From the first line of the data below through the line holding "reconnect opens a", write out each line exactly as it stands.

**DATASET EXCERPTS**
>>>>>

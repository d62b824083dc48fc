//! WebSocket-RPC relay transport.
//!
//! ```text
//!   call() ──► pending[id] ──► writer task ──► ws ──► relay
//!                  ▲                                    │
//!                  └──── reader task ◄── reply/event ◄──┘
//!                               │
//!                               └──► events (broadcast, outlives the socket)
//! ```
//!
//! The relay assigns the peer id in its `subscribe` reply. A reconnect opens a
//! fresh socket and therefore yields a fresh id.

use std::collections::HashMap;
use std::sync::atomic::{AtomicBool, AtomicU64, Ordering};
use std::sync::Arc;
use std::time::Duration;

use futures_util::future::BoxFuture;
use futures_util::{SinkExt, StreamExt};
use tokio::sync::{broadcast, mpsc, oneshot, Mutex};
use tokio::task::JoinHandle;
use tokio_tungstenite::tungstenite::Message;

use super::{Relay, TransportError};
use crate::config::SyncConfig;
use crate::protocol::{Frame, PeerId, ProtocolError, RelayEvent, RelayRequest, RelayResponse};

type PendingCalls = Arc<parking_lot::Mutex<HashMap<u64, oneshot::Sender<RelayResponse>>>>;

/// Socket-bound half of the transport, replaced on every connect.
struct Link {
    outgoing: mpsc::Sender<String>,
    reader: JoinHandle<()>,
    writer: JoinHandle<()>,
}

impl Link {
    fn abort(self) {
        self.reader.abort();
        self.writer.abort();
    }
}

/// Relay transport over a WebSocket connection.
pub struct WsTransport {
    url: String,
    doc_name: String,
    display_name: String,
    call_timeout: Duration,
    events: broadcast::Sender<RelayEvent>,
    link: Mutex<Option<Link>>,
    pending: PendingCalls,
    ready: Arc<AtomicBool>,
    next_id: AtomicU64,
    self_id: parking_lot::Mutex<Option<PeerId>>,
}

impl WsTransport {
    pub fn new(config: &SyncConfig) -> Self {
        let (events, _) = broadcast::channel(config.event_capacity.max(1));
        Self {
            url: config.relay_url.clone(),
            doc_name: config.doc_name.clone(),
            display_name: config.display_name.clone(),
            call_timeout: config.call_timeout(),
            events,
            link: Mutex::new(None),
            pending: Arc::new(parking_lot::Mutex::new(HashMap::new())),
            ready: Arc::new(AtomicBool::new(false)),
            next_id: AtomicU64::new(1),
            self_id: parking_lot::Mutex::new(None),
        }
    }

    pub fn url(&self) -> &str {
        &self.url
    }

    /// Id the relay assigned on the current connection.
    pub fn peer_id(&self) -> Option<PeerId> {
        *self.self_id.lock()
    }

    async fn open(&self) -> Result<(), TransportError> {
        let mut link = self.link.lock().await;
        if link.is_some() && self.ready.load(Ordering::SeqCst) {
            return Ok(());
        }
        if let Some(stale) = link.take() {
            stale.abort();
        }

        let (ws_stream, _) = tokio_tungstenite::connect_async(self.url.as_str())
            .await
            .map_err(|e| {
                log::debug!("Relay {} unreachable: {e}", self.url);
                TransportError::Unavailable
            })?;
        let (mut ws_writer, mut ws_reader) = ws_stream.split();

        // Writer task: forward outgoing channel to WebSocket
        let (out_tx, mut out_rx) = mpsc::channel::<String>(256);
        let writer = tokio::spawn(async move {
            while let Some(text) = out_rx.recv().await {
                if ws_writer.send(Message::Text(text.into())).await.is_err() {
                    break;
                }
            }
            let _ = ws_writer.close().await;
        });

        // Reader task: resolve replies, fan out events
        let pending = self.pending.clone();
        let events = self.events.clone();
        let ready = self.ready.clone();
        let reader = tokio::spawn(async move {
            while let Some(msg) = ws_reader.next().await {
                match msg {
                    Ok(Message::Text(text)) => match Frame::decode(text.as_str()) {
                        Ok(Frame::Reply { id, response }) => {
                            let waiter = pending.lock().remove(&id);
                            if let Some(tx) = waiter {
                                let _ = tx.send(response);
                            }
                        }
                        Ok(Frame::Event { event }) => {
                            let _ = events.send(event);
                        }
                        Ok(Frame::Call { id, .. }) => {
                            log::warn!("Relay sent a call frame ({id}); ignoring");
                        }
                        Err(e) => log::warn!("Undecodable relay frame: {e}"),
                    },
                    Ok(Message::Close(_)) | Err(_) => break,
                    _ => {}
                }
            }

            // Connection lost: fail in-flight calls
            pending.lock().clear();
            if ready.swap(false, Ordering::SeqCst) {
                log::info!("Relay connection lost");
                let _ = events.send(RelayEvent::Close);
            }
        });

        let outgoing = out_tx.clone();
        *link = Some(Link {
            outgoing: out_tx,
            reader,
            writer,
        });

        let subscribe = RelayRequest::Subscribe {
            doc_name: self.doc_name.clone(),
            name: self.display_name.clone(),
        };
        let self_id = match self.exchange(&outgoing, subscribe).await {
            Ok(RelayResponse::Subscribed { self_id }) => self_id,
            Ok(_) => {
                if let Some(dead) = link.take() {
                    dead.abort();
                }
                return Err(ProtocolError::UnexpectedResponse { method: "subscribe" }.into());
            }
            Err(e) => {
                if let Some(dead) = link.take() {
                    dead.abort();
                }
                return Err(e);
            }
        };

        *self.self_id.lock() = Some(self_id);
        self.ready.store(true, Ordering::SeqCst);
        log::info!("Joined {} on {} as {self_id}", self.doc_name, self.url);
        let _ = self.events.send(RelayEvent::Open);
        Ok(())
    }

    async fn request(&self, request: RelayRequest) -> Result<RelayResponse, TransportError> {
        if !self.ready.load(Ordering::SeqCst) {
            return Err(TransportError::Unavailable);
        }
        let outgoing = self
            .link
            .lock()
            .await
            .as_ref()
            .map(|link| link.outgoing.clone())
            .ok_or(TransportError::Unavailable)?;
        self.exchange(&outgoing, request).await
    }

    /// Send one call frame and wait for its reply.
    async fn exchange(
        &self,
        outgoing: &mpsc::Sender<String>,
        request: RelayRequest,
    ) -> Result<RelayResponse, TransportError> {
        let id = self.next_id.fetch_add(1, Ordering::Relaxed);
        let method = request.method();
        let text = Frame::Call { id, request }.encode()?;

        let (tx, rx) = oneshot::channel();
        self.pending.lock().insert(id, tx);
        if outgoing.send(text).await.is_err() {
            self.pending.lock().remove(&id);
            return Err(TransportError::Closed);
        }

        match tokio::time::timeout(self.call_timeout, rx).await {
            Ok(Ok(RelayResponse::Error { reason })) => Err(TransportError::Rejected(reason)),
            Ok(Ok(response)) => Ok(response),
            Ok(Err(_)) => Err(TransportError::Closed),
            Err(_) => {
                self.pending.lock().remove(&id);
                log::debug!("{method} #{id} timed out");
                Err(TransportError::Timeout(self.call_timeout))
            }
        }
    }

    async fn close(&self) {
        let link = self.link.lock().await.take();
        if let Some(link) = link {
            link.abort();
        }
        self.pending.lock().clear();
        *self.self_id.lock() = None;
        if self.ready.swap(false, Ordering::SeqCst) {
            log::info!("Disconnected from {}", self.url);
            let _ = self.events.send(RelayEvent::Close);
        }
    }
}

impl Relay for WsTransport {
    fn connect(&self) -> BoxFuture<'_, Result<(), TransportError>> {
        Box::pin(self.open())
    }

    fn call(&self, request: RelayRequest) -> BoxFuture<'_, Result<RelayResponse, TransportError>> {
        Box::pin(self.request(request))
    }

    fn subscribe(&self) -> broadcast::Receiver<RelayEvent> {
        self.events.subscribe()
    }

    fn is_ready(&self) -> bool {
        self.ready.load(Ordering::SeqCst)
    }

    fn disconnect(&self) -> BoxFuture<'_, ()> {
        Box::pin(self.close())
    }
}

impl Drop for WsTransport {
    fn drop(&mut self) {
        if let Some(link) = self.link.get_mut().take() {
            link.abort();
        }
    }
}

<<<<<

**RESULT**
repository d62b824083dc48fc
//! WebSocket-RPC relay transport.
//!
//! ```text
//!   call() ──► pending[id] ──► writer task ──► ws ──► relay
//!                  ▲                                    │
//!                  └──── reader task ◄── reply/event ◄──┘
//!                               │
//!                               └──► events (broadcast, outlives the socket)
//! ```
//!
//! The relay assigns the peer id in its `subscribe` reply. A reconnect opens a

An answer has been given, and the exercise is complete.